Possible consequences of VP-mediated OB modulation

We previously suggested that social discrimination is a variation of perceptual learning because of the association with ACh and the close similarity of stimuli, i.e., conspecific body odors, that rats discriminate (Suyama et al., 2021). Perceptual learning is possible because a subject pays attention to a stimulus during exposures, and sensory acuity against the stimulus is enhanced due to a finer neural representation. As mentioned above, ACh, an important substance for perceptual learning, increases differences in the number of MC spikes reacted to odors differing by a single carbon (Chaudhury et al., 2009).

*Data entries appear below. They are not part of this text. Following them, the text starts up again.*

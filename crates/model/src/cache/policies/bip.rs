//! Bimodal Insertion Policy (BIP).
//!
//! BIP behaves like LIP (LRU hit promotion with fills parked at the LRU
//! end) except that a small fixed fraction of fills is instead inserted at
//! the MRU end. The occasional MRU insertion lets a re-used working set
//! establish itself in the cache, at the cost of some of LIP's resistance to
//! streaming thrash. The choice is driven by the policy's own LFSR, so a
//! given seed always produces the same insertion pattern.

use super::lfsr::galois32;
use super::lip::park;
use super::lru::touch;
use super::EvictionPolicy;

/// One fill in `BIMODAL_INTERVAL` is inserted at the MRU end.
const BIMODAL_INTERVAL: u32 = 32;

/// Register seed for the insertion-choice LFSR.
const CHOICE_SEED: u32 = 0xBEEF;

/// BIP policy state.
pub struct BipPolicy {
    /// A vector of recency stacks (one per set).
    /// Index 0 is MRU, last index is LRU.
    stacks: Vec<Vec<usize>>,
    /// Shift register deciding which fills get the MRU slot.
    choice: u32,
}

impl BipPolicy {
    /// Creates a new BIP policy instance.
    ///
    /// # Arguments
    ///
    /// * `sets` - The number of sets in the cache.
    /// * `ways` - The associativity (number of ways) of the cache.
    pub fn new(sets: usize, ways: usize) -> Self {
        let mut stacks = Vec::with_capacity(sets);
        for _ in 0..sets {
            stacks.push((0..ways).collect());
        }
        Self {
            stacks,
            choice: CHOICE_SEED,
        }
    }
}

impl EvictionPolicy for BipPolicy {
    /// Returns the way at the bottom of the recency stack (LRU position).
    fn next(&mut self, set: usize) -> usize {
        self.stacks[set].last().copied().unwrap_or(0)
    }

    /// Parks the fill at the LRU end, except for roughly one fill in
    /// `BIMODAL_INTERVAL` which is promoted to MRU.
    fn insert(&mut self, set: usize, way: usize) {
        self.choice = galois32(self.choice);
        if self.choice % BIMODAL_INTERVAL == 0 {
            touch(&mut self.stacks[set], way);
        } else {
            park(&mut self.stacks[set], way);
        }
    }

    /// A hit promotes the touched way to most-recently-used, as in LRU.
    fn update(&mut self, set: usize, way: usize) {
        touch(&mut self.stacks[set], way);
    }
}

This change in neural representation results in behavioral outputs like habituation. Rats lose their motivation to investigate odor if rats perceive it as the same one as they previously investigated, i.e., habituation. In controls, rats show habituation to an odor differing by a single carbon from a previously exposed odor, suggesting that rats cannot distinguish odors differing by one carbon. However, injection of neostigmine into the OB enables rats to discriminate those odors (Chaudhury et al., 2009). Therefore, neuromodulation of projection neuron activity seems to be important for sensory perception, hence discrimination as the behavioral output of this enhanced sensory perception. We demonstrated that VP modulation may result in less mTCs firing via GL contrast enhancement. Furthermore, VP inhibits the firing rates of MCs (Tobin et al., 2010), which can result in improved neural representation (Linster and Hasselmo, 1997). Although Tobin et al. (2010) did not record the firing rates of mTCs, it is plausible that this is the same for all projection neurons. Thus, in the VP condition, M/TCs may transmit more precise information to higher brain regions, like during the modulatory action of ACh (Chaudhury et al., 2009). Taken together, we hypothesize that VP inhibits projection neurons differently to reduce sensitivity and improve representation in the olfactory cortex.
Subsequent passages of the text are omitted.